CECI n'est pas EXECUTE 25 août 1884

1884 |

25 août 1884

Albert de Broglie à Alfred de Falloux

Broglie (Eure), 25 août 1884

 

Cher ami, je repense beaucoup et souvent à la nouvelle que vous m’avez donnée d’un projet d’encyclique sur le libéralisme et j’avoue qu’en y pensant j’en suis toujours plus effrayé. Léon XIII que j’estime et admire beaucoup n’a jusqu’ici pas eu la main heureuse quand il s’est occupé des affaires de France. Il a toujours parlé à bonne intention mais assez maladroitement et mal à propos. Je craindrais un coup malheureux de cette espèce.

Si votre renseignement a une véritable valeur, est-ce qu’il n’y aurait pas avantage à le faire parvenir au ministère belge ? Il l’a probablement et prend des précautions en conséquence. Mais en fait de précaution ce qui a <deux mots illisible et il est certain que si quelqu’un peut avoir une influence sérieuse à Rome en ce moment, c’est le ministère Malou1 qui a fait au pape le plaisir de rétablir la légation de Bruxelles et qui vient de remporter le premier succès considérable que les catholiques aient obtenus depuis l’avènement de Léon XIII. Ce ministère a certainement le plus grand intérêt à ce qu’on ne parle pas maladroitement du libéralisme.

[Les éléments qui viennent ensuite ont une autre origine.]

//! The form field model.
//!
//! A [`Field`] pairs a stable [`FieldId`] and an author label with a
//! [`FieldKind`], the per-type payload. Because the payload is a sum type,
//! a checkbox can only ever hold `{label, checked}` options and a dropdown can
//! only ever hold plain string choices.
//!
//! The serialized form of a field is a flat JSON object:
//!
//! ```json
//! {"id":1,"label":"Colour","type":"dropdown","value":"","options":["Red","Blue"]}
//! ```

use std::fmt;
use std::str::FromStr;

use serde::{Deserialize, Deserializer, Serialize};

use crate::error::FormError;

/// Unique identifier of a field within a form.
#[derive(Debug, Clone, Copy, PartialEq, Eq, PartialOrd, Ord, Hash, Serialize, Deserialize)]
#[serde(transparent)]
pub struct FieldId(u64);

impl FieldId {
    /// Largest id a configuration may hold.
    ///
    /// Ids above this do not survive a round trip through a JavaScript
    /// number, so they are rejected on load and never allocated.
    pub const MAX: Self = Self(9_007_199_254_740_991);

    /// Wraps a raw id.
    pub const fn new(raw: u64) -> Self {
        Self(raw)
    }

    /// Returns the raw id.
    pub const fn get(self) -> u64 {
        self.0
    }
}

impl fmt::Display for FieldId {
    fn fmt(&self, f: &mut fmt::Formatter<'_>) -> fmt::Result {
        write!(f, "{}", self.0)
    }
}

impl From<u64> for FieldId {
    fn from(raw: u64) -> Self {
        Self(raw)
    }
}

/// The fixed set of field types.
#[derive(Debug, Clone, Copy, PartialEq, Eq, Hash, Serialize, Deserialize)]
#[serde(rename_all = "lowercase")]
pub enum FieldType {
    /// Single-line text input.
    Text,
    /// Multi-line text input.
    Textarea,
    /// A list of independently checked options.
    Checkbox,
    /// A select box with editable choices.
    Dropdown,
    /// A group of mutually exclusive choices.
    Radio,
}

impl FieldType {
    /// All field types in catalog order.
    pub const ALL: [Self; 5] = [
        Self::Text,
        Self::Textarea,
        Self::Checkbox,
        Self::Dropdown,
        Self::Radio,
    ];

    /// The stable tag used in stored configurations.
    pub const fn as_str(self) -> &'static str {
        match self {
            Self::Text => "text",
            Self::Textarea => "textarea",
            Self::Checkbox => "checkbox",
            Self::Dropdown => "dropdown",
            Self::Radio => "radio",
        }
    }

    /// Returns true for types whose options are plain string choices.
    pub const fn has_choices(self) -> bool {
        matches!(self, Self::Dropdown | Self::Radio)
    }
}

impl fmt::Display for FieldType {
    fn fmt(&self, f: &mut fmt::Formatter<'_>) -> fmt::Result {
        f.write_str(self.as_str())
    }
}

impl FromStr for FieldType {
    type Err = FormError;

    fn from_str(s: &str) -> Result<Self, Self::Err> {
        Self::ALL
            .into_iter()
            .find(|t| t.as_str() == s)
            .ok_or_else(|| FormError::UnknownFieldType(s.to_string()))
    }
}

/// One option of a checkbox field.
#[derive(Debug, Clone, PartialEq, Eq, Serialize, Deserialize)]
pub struct CheckboxOption {
    /// Text shown next to the box.
    pub label: String,
    /// Whether the box is ticked.
    #[serde(default)]
    pub checked: bool,
}

impl CheckboxOption {
    /// Creates an unchecked option.
    pub fn new(label: impl Into<String>) -> Self {
        Self {
            label: label.into(),
            checked: false,
        }
    }

    /// Sets the checked state.
    pub fn checked(mut self, checked: bool) -> Self {
        self.checked = checked;
        self
    }
}

/// The type-specific payload of a field.
#[derive(Debug, Clone, PartialEq, Eq, Serialize, Deserialize)]
#[serde(tag = "type", rename_all = "lowercase")]
pub enum FieldKind {
    /// Single-line text with its current value.
    Text {
        #[serde(default)]
        value: String,
    },
    /// Multi-line text with its current value.
    Textarea {
        #[serde(default)]
        value: String,
    },
    /// Independently checked options. Has no single value.
    Checkbox {
        #[serde(default)]
        options: Vec<CheckboxOption>,
    },
    /// The selected choice and the editable choice list.
    Dropdown {
        #[serde(default, deserialize_with = "choice_value")]
        value: String,
        #[serde(default)]
        options: Vec<String>,
    },
    /// The selected choice and the choice list.
    Radio {
        #[serde(default, deserialize_with = "choice_value")]
        value: String,
        #[serde(default)]
        options: Vec<String>,
    },
}

/// Reads a choice field's `value`.
///
/// Configurations saved by older browser builds hold the option list in
/// `value` after an option was renamed. No choice was made in that case, so
/// the list reads back as an empty value.
fn choice_value<'de, D>(deserializer: D) -> std::result::Result<String, D::Error>
where
    D: Deserializer<'de>,
{
    #[derive(Deserialize)]
    #[serde(untagged)]
    enum Stored {
        Choice(String),
        Options(Vec<String>),
    }

    Ok(match Stored::deserialize(deserializer)? {
        Stored::Choice(value) => value,
        Stored::Options(_) => String::new(),
    })
}

impl FieldKind {
    /// The field type this payload belongs to.
    pub const fn field_type(&self) -> FieldType {
        match self {
            Self::Text { .. } => FieldType::Text,
            Self::Textarea { .. } => FieldType::Textarea,
            Self::Checkbox { .. } => FieldType::Checkbox,
            Self::Dropdown { .. } => FieldType::Dropdown,
            Self::Radio { .. } => FieldType::Radio,
        }
    }
}

/// A single field of the form being built.
#[derive(Debug, Clone, PartialEq, Eq, Serialize, Deserialize)]
pub struct Field {
    id: FieldId,
    #[serde(default)]
    label: String,
    #[serde(flatten)]
    kind: FieldKind,
}

impl Field {
    /// Creates a field with an empty label.
    pub fn new(id: FieldId, kind: FieldKind) -> Self {
        Self {
            id,
            label: String::new(),
            kind,
        }
    }

    /// Sets the label.
    pub fn with_label(mut self, label: impl Into<String>) -> Self {
        self.label = label.into();
        self
    }

    /// The field's id.
    pub fn id(&self) -> FieldId {
        self.id
    }

    /// The label shown above the input.
    pub fn label(&self) -> &str {
        &self.label
    }

    /// The type-specific payload.
    pub fn kind(&self) -> &FieldKind {
        &self.kind
    }

    pub(crate) fn kind_mut(&mut self) -> &mut FieldKind {
        &mut self.kind
    }

    pub(crate) fn set_label(&mut self, label: String) {
        self.label = label;
    }

    /// The field's type. Fixed at creation.
    pub fn field_type(&self) -> FieldType {
        self.kind.field_type()
    }

    /// The current single value, or `None` for checkbox fields.
    pub fn value(&self) -> Option<&str> {
        match &self.kind {
            FieldKind::Text { value }
            | FieldKind::Textarea { value }
            | FieldKind::Dropdown { value, .. }
            | FieldKind::Radio { value, .. } => Some(value),
            FieldKind::Checkbox { .. } => None,
        }
    }

    /// Checkbox options, or `None` for other types.
    pub fn checkbox_options(&self) -> Option<&[CheckboxOption]> {
        match &self.kind {
            FieldKind::Checkbox { options } => Some(options),
            _ => None,
        }
    }

    /// Dropdown or radio choices, or `None` for other types.
    pub fn choices(&self) -> Option<&[String]> {
        match &self.kind {
            FieldKind::Dropdown { options, .. } | FieldKind::Radio { options, .. } => {
                Some(options)
            }
            _ => None,
        }
    }

    /// Number of options of any shape.
    pub fn option_count(&self) -> usize {
        match &self.kind {
            FieldKind::Checkbox { options } => options.len(),
            FieldKind::Dropdown { options, .. } | FieldKind::Radio { options, .. } => {
                options.len()
            }
            FieldKind::Text { .. } | FieldKind::Textarea { .. } => 0,
        }
    }
}

/// New user input for a field.
///
/// Each field type keeps its input in one payload: a string value for text,
/// textarea, dropdown and radio fields, and the option list for checkboxes.
/// `Choices` replaces the choice list of a dropdown or radio field wholesale.
#[derive(Debug, Clone, PartialEq, Eq)]
pub enum FieldInput {
    /// A new single value.
    Value(String),
    /// A new checkbox option list.
    Checkboxes(Vec<CheckboxOption>),
    /// A new choice list.
    Choices(Vec<String>),
}

impl From<&str> for FieldInput {
    fn from(value: &str) -> Self {
        Self::Value(value.to_string())
    }
}

impl From<String> for FieldInput {
    fn from(value: String) -> Self {
        Self::Value(value)
    }
}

Mérode2 serait certainement en mesure de faire dire à Bruxelles ce qui vaudrait la peine d’être dit.Voyez si vous trouvez que mon avis est bon, et suivez-le vous-même ou mettez-moi en mesure de le suivre si vous l’approuvez.

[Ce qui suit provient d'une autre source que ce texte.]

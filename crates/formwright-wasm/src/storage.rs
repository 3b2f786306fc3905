//! `window.localStorage` as a configuration store.

use formwright::{ConfigStore, FormError, Result};
use wasm_bindgen::JsValue;
use web_sys::Storage;

/// A [`ConfigStore`] backed by the page's `localStorage`.
#[derive(Debug, Clone)]
pub struct LocalStorageStore {
    storage: Storage,
}

impl LocalStorageStore {
    /// Opens the current window's `localStorage`.
    ///
    /// Fails outside a browser window, or when storage is disabled (some
    /// private browsing modes, sandboxed iframes).
    pub fn open() -> Result<Self> {
        let window = web_sys::window().ok_or_else(|| FormError::store("no window available"))?;
        let storage = window
            .local_storage()
            .map_err(store_error)?
            .ok_or_else(|| FormError::store("localStorage is unavailable"))?;
        Ok(Self { storage })
    }
}

impl ConfigStore for LocalStorageStore {
    fn get(&self, key: &str) -> Result<Option<String>> {
        self.storage.get_item(key).map_err(store_error)
    }

    fn set(&mut self, key: &str, value: &str) -> Result<()> {
        self.storage.set_item(key, value).map_err(store_error)
    }
}

fn store_error(err: JsValue) -> FormError {
    FormError::store(err.as_string().unwrap_or_else(|| format!("{err:?}")))
}
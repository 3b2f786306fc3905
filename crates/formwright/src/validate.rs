//! Submit-time validation.
//!
//! Every field is required: checkbox fields need at least one ticked option,
//! all other fields need a non-empty value. [`validate`] never fails; it
//! returns the full error map for the current list.

use std::collections::BTreeMap;

use thiserror::Error;

use crate::field::{Field, FieldId, FieldKind};

/// Why a single field failed validation.
#[derive(Error, Debug, Clone, Copy, PartialEq, Eq)]
pub enum ValidationError {
    /// A value-carrying field is empty.
    #[error("Field is required")]
    Required,
    /// A checkbox field has no ticked option.
    #[error("Atleast one option should be selected")]
    NoOptionSelected,
}

/// Validation errors keyed by field id.
///
/// Fields that passed are absent from the map.
#[derive(Debug, Clone, Default, PartialEq, Eq)]
pub struct ValidationErrors {
    errors: BTreeMap<FieldId, ValidationError>,
}

impl ValidationErrors {
    /// Creates an empty map.
    pub fn new() -> Self {
        Self::default()
    }

    /// Returns true when no field has an error.
    pub fn is_valid(&self) -> bool {
        self.errors.is_empty()
    }

    /// Number of fields with an error.
    pub fn len(&self) -> usize {
        self.errors.len()
    }

    /// True when no field has an error.
    pub fn is_empty(&self) -> bool {
        self.errors.is_empty()
    }

    /// The error recorded for `id`, if any.
    pub fn get(&self, id: FieldId) -> Option<ValidationError> {
        self.errors.get(&id).copied()
    }

    /// Drops the entry for `id`.
    pub fn remove(&mut self, id: FieldId) -> Option<ValidationError> {
        self.errors.remove(&id)
    }

    /// Errors in ascending id order.
    pub fn iter(&self) -> impl Iterator<Item = (FieldId, ValidationError)> + '_ {
        self.errors.iter().map(|(id, err)| (*id, *err))
    }

    /// Error messages keyed by id, as shown to the user.
    pub fn messages(&self) -> BTreeMap<FieldId, String> {
        self.iter().map(|(id, err)| (id, err.to_string())).collect()
    }
}

impl FromIterator<(FieldId, ValidationError)> for ValidationErrors {
    fn from_iter<I: IntoIterator<Item = (FieldId, ValidationError)>>(iter: I) -> Self {
        Self {
            errors: iter.into_iter().collect(),
        }
    }
}

/// Checks one field.
pub fn validate_field(field: &Field) -> Option<ValidationError> {
    match field.kind() {
        FieldKind::Checkbox { options } => {
            if options.iter().any(|option| option.checked) {
                None
            } else {
                Some(ValidationError::NoOptionSelected)
            }
        }
        FieldKind::Text { value }
        | FieldKind::Textarea { value }
        | FieldKind::Dropdown { value, .. }
        | FieldKind::Radio { value, .. } => {
            if value.is_empty() {
                Some(ValidationError::Required)
            } else {
                None
            }
        }
    }
}

/// Validates every field and returns the errors found.
pub fn validate(fields: &[Field]) -> ValidationErrors {
    fields
        .iter()
        .filter_map(|field| validate_field(field).map(|err| (field.id(), err)))
        .collect()
}

#[cfg(test)]
mod tests {
    use super::*;
    use crate::field::CheckboxOption;

    fn text(id: u64, value: &str) -> Field {
        Field::new(
            FieldId::new(id),
            FieldKind::Text {
                value: value.into(),
            },
        )
    }

    fn checkbox(id: u64, checked: &[bool]) -> Field {
        Field::new(
            FieldId::new(id),
            FieldKind::Checkbox {
                options: checked
                    .iter()
                    .enumerate()
                    .map(|(i, &c)| CheckboxOption::new(format!("Option {}", i + 1)).checked(c))
                    .collect(),
            },
        )
    }

    #[test]
    fn test_messages() {
        assert_eq!(ValidationError::Required.to_string(), "Field is required");
        assert_eq!(
            ValidationError::NoOptionSelected.to_string(),
            "Atleast one option should be selected"
        );
    }

    #[test]
    fn test_empty_list_is_valid() {
        assert!(validate(&[]).is_valid());
    }

    #[test]
    fn test_empty_text_is_required() {
        let errors = validate(&[text(1, "")]);
        assert_eq!(errors.get(FieldId::new(1)), Some(ValidationError::Required));

        let errors = validate(&[text(1, "anything")]);
        assert!(errors.is_valid());
    }

    #[test]
    fn test_whitespace_counts_as_filled() {
        assert!(validate(&[text(1, " ")]).is_valid());
    }

    #[test]
    fn test_checkbox_needs_one_checked() {
        let errors = validate(&[checkbox(5, &[false, false])]);
        assert_eq!(errors.len(), 1);
        assert_eq!(
            errors.get(FieldId::new(5)),
            Some(ValidationError::NoOptionSelected)
        );

        assert!(validate(&[checkbox(5, &[false, true])]).is_valid());
    }

    #[test]
    fn test_checkbox_without_options_fails() {
        assert!(!validate(&[checkbox(1, &[])]).is_valid());
    }

    #[test]
    fn test_dropdown_value_required() {
        let field = Field::new(
            FieldId::new(2),
            FieldKind::Dropdown {
                value: String::new(),
                options: vec!["Option 1".into()],
            },
        );
        assert_eq!(validate_field(&field), Some(ValidationError::Required));
    }

    #[test]
    fn test_only_failing_fields_present() {
        let errors = validate(&[text(1, "ok"), text(2, ""), checkbox(3, &[true])]);
        assert_eq!(errors.len(), 1);
        assert!(errors.get(FieldId::new(1)).is_none());
        assert_eq!(
            errors.messages().get(&FieldId::new(2)).map(String::as_str),
            Some("Field is required")
        );
    }
}
//! Field editing operations.
//!
//! List-level functions locate a field by [`FieldId`] and apply one edit.
//! Option edits are also available directly on [`Field`]. Every operation is
//! a deterministic transform of its arguments; the only state is the
//! [`IdGenerator`] the caller owns.

use tracing::debug;

use crate::catalog::default_kind;
use crate::error::{FormError, Result};
use crate::field::{Field, FieldId, FieldInput, FieldKind, FieldType};

// -----------------------------------------------------------------------------
// ID Generation
// -----------------------------------------------------------------------------

/// Hands out field ids that never repeat within a session.
///
/// Ids stay within `1..=FieldId::MAX`. Once that range is used up,
/// allocation fails instead of reusing an id.
#[derive(Debug, Clone, PartialEq, Eq)]
pub struct IdGenerator {
    next: u64,
}

impl Default for IdGenerator {
    fn default() -> Self {
        Self::new()
    }
}

impl IdGenerator {
    /// Creates a generator starting at id 1.
    pub const fn new() -> Self {
        Self { next: 1 }
    }

    /// Allocates the next id.
    ///
    /// # Errors
    ///
    /// Returns [`FormError::IdsExhausted`] once [`FieldId::MAX`] has been
    /// handed out or observed.
    pub fn next_id(&mut self) -> Result<FieldId> {
        if self.next > FieldId::MAX.get() {
            return Err(FormError::IdsExhausted);
        }
        let id = FieldId::new(self.next);
        self.next += 1;
        Ok(id)
    }

    /// Makes sure later allocations are greater than `id`.
    ///
    /// Called for every id that enters the list from outside, such as a
    /// loaded configuration.
    pub fn observe(&mut self, id: FieldId) {
        self.next = self.next.max(id.get().saturating_add(1));
    }

    /// Peeks at the id the next call to [`next_id`](Self::next_id) returns,
    /// or `None` if the ids are used up.
    pub const fn peek(&self) -> Option<FieldId> {
        if self.next > FieldId::MAX.get() {
            None
        } else {
            Some(FieldId::new(self.next))
        }
    }
}

// -----------------------------------------------------------------------------
// Field creation and removal
// -----------------------------------------------------------------------------

/// Creates a field of `field_type` with an empty label and the catalog's
/// default options.
pub fn create_field(ids: &mut IdGenerator, field_type: FieldType) -> Result<Field> {
    Ok(Field::new(ids.next_id()?, default_kind(field_type)))
}

/// Creates a field and appends it to the end of `fields`.
///
/// The list is left unchanged if no id can be allocated.
pub fn add_field(
    fields: &mut Vec<Field>,
    ids: &mut IdGenerator,
    field_type: FieldType,
) -> Result<FieldId> {
    let field = create_field(ids, field_type)?;
    let id = field.id();
    debug!(%id, %field_type, "adding field");
    fields.push(field);
    Ok(id)
}

/// Removes the field with `id`, returning it.
///
/// Unknown ids leave the list unchanged and return `None`.
pub fn remove_field(fields: &mut Vec<Field>, id: FieldId) -> Option<Field> {
    let index = fields.iter().position(|f| f.id() == id)?;
    debug!(%id, "removing field");
    Some(fields.remove(index))
}

/// Finds a field by id.
pub fn find(fields: &[Field], id: FieldId) -> Option<&Field> {
    fields.iter().find(|f| f.id() == id)
}

fn find_mut(fields: &mut [Field], id: FieldId) -> Result<&mut Field> {
    fields
        .iter_mut()
        .find(|f| f.id() == id)
        .ok_or(FormError::FieldNotFound(id))
}

// -----------------------------------------------------------------------------
// List-level edits
// -----------------------------------------------------------------------------

/// Replaces the payload the field uses for user input.
pub fn update_field_value(fields: &mut [Field], id: FieldId, input: FieldInput) -> Result<()> {
    let field = find_mut(fields, id)?;
    debug!(%id, "updating field value");
    field.apply_input(input)
}

/// Replaces the label of the field with `id`.
pub fn set_label(fields: &mut [Field], id: FieldId, label: impl Into<String>) -> Result<()> {
    let field = find_mut(fields, id)?;
    field.set_label(label.into());
    Ok(())
}

/// Flips a checkbox option of the field with `id`. Returns the new state.
pub fn toggle_option(fields: &mut [Field], id: FieldId, index: usize) -> Result<bool> {
    let checked = find_mut(fields, id)?.toggle_option(index)?;
    debug!(%id, index, checked, "toggled option");
    Ok(checked)
}

/// Renames a dropdown option of the field with `id`.
pub fn rename_option(
    fields: &mut [Field],
    id: FieldId,
    index: usize,
    text: impl Into<String>,
) -> Result<()> {
    find_mut(fields, id)?.rename_option(index, text)?;
    debug!(%id, index, "renamed option");
    Ok(())
}

/// Appends an empty option to the dropdown with `id`. Returns its index.
pub fn add_option(fields: &mut [Field], id: FieldId) -> Result<usize> {
    let index = find_mut(fields, id)?.add_option()?;
    debug!(%id, index, "added option");
    Ok(index)
}

// -----------------------------------------------------------------------------
// Field-level edits
// -----------------------------------------------------------------------------

impl Field {
    /// Replaces the input payload. See [`FieldInput`] for which variant each
    /// field type accepts.
    pub fn apply_input(&mut self, input: FieldInput) -> Result<()> {
        let id = self.id();
        let field_type = self.field_type();
        match (self.kind_mut(), input) {
            (
                FieldKind::Text { value }
                | FieldKind::Textarea { value }
                | FieldKind::Dropdown { value, .. }
                | FieldKind::Radio { value, .. },
                FieldInput::Value(new_value),
            ) => *value = new_value,
            (FieldKind::Checkbox { options }, FieldInput::Checkboxes(new_options)) => {
                *options = new_options;
            }
            (
                FieldKind::Dropdown { options, .. } | FieldKind::Radio { options, .. },
                FieldInput::Choices(new_options),
            ) => *options = new_options,
            _ => return Err(FormError::InputMismatch { field: id, field_type }),
        }
        Ok(())
    }

    /// Flips the checked state of a checkbox option and returns the new state.
    pub fn toggle_option(&mut self, index: usize) -> Result<bool> {
        let id = self.id();
        let field_type = self.field_type();
        let FieldKind::Checkbox { options } = self.kind_mut() else {
            return Err(FormError::UnsupportedOperation {
                operation: "toggle option",
                field_type,
            });
        };
        let len = options.len();
        let option = options.get_mut(index).ok_or(FormError::OptionOutOfRange {
            field: id,
            index,
            len,
        })?;
        option.checked = !option.checked;
        Ok(option.checked)
    }

    /// Replaces the text of a dropdown option.
    pub fn rename_option(&mut self, index: usize, text: impl Into<String>) -> Result<()> {
        let id = self.id();
        let field_type = self.field_type();
        let FieldKind::Dropdown { options, .. } = self.kind_mut() else {
            return Err(FormError::UnsupportedOperation {
                operation: "rename option",
                field_type,
            });
        };
        let len = options.len();
        let slot = options.get_mut(index).ok_or(FormError::OptionOutOfRange {
            field: id,
            index,
            len,
        })?;
        *slot = text.into();
        Ok(())
    }

    /// Appends an empty option to a dropdown and returns its index.
    pub fn add_option(&mut self) -> Result<usize> {
        let field_type = self.field_type();
        let FieldKind::Dropdown { options, .. } = self.kind_mut() else {
            return Err(FormError::UnsupportedOperation {
                operation: "add option",
                field_type,
            });
        };
        options.push(String::new());
        Ok(options.len() - 1)
    }
}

Mille amitiés bien dévouées.

Broglie

Je n’ose plus signer Albert.

1Malou, Jules Édouard François Xavier (1810-1886), homme d’état belge. Elu député en 1841, Gouverneur de la Province d'Anvers de 1844 à 1845, il est nommé Ministre des Finances de 1845 à 1847, puis ministre d’État en 1870. Il devient chef de gouvernement du 7 décembre 1871 au 19 juin 1878.

Suite à la démission du ministère libéral Frère-Orban, le Roi le chargea le 16 juin 1884 de former un nouveau gouvernement. Leader incontesté de l'opposition catholique, enhardi par le succès des catholiques aux élections sénatoriales , ses premiers actes furent de supprimer le ministère-symbole de l'Instruction publique (créé en 1878). Il se hâta par ailleurs de rétablir la légation belge auprès du Vatican et fit voter une loi donnant aux communes la faculté d’adopter une école libre ou de maintenir une école officielle. Attaqué sur sa droite extrême (les catholiques ultramontains jugeant ses mesures insuffisantes) et par la gauche, il fut néanmoins contraint de démissionner le 25 octobre 1884.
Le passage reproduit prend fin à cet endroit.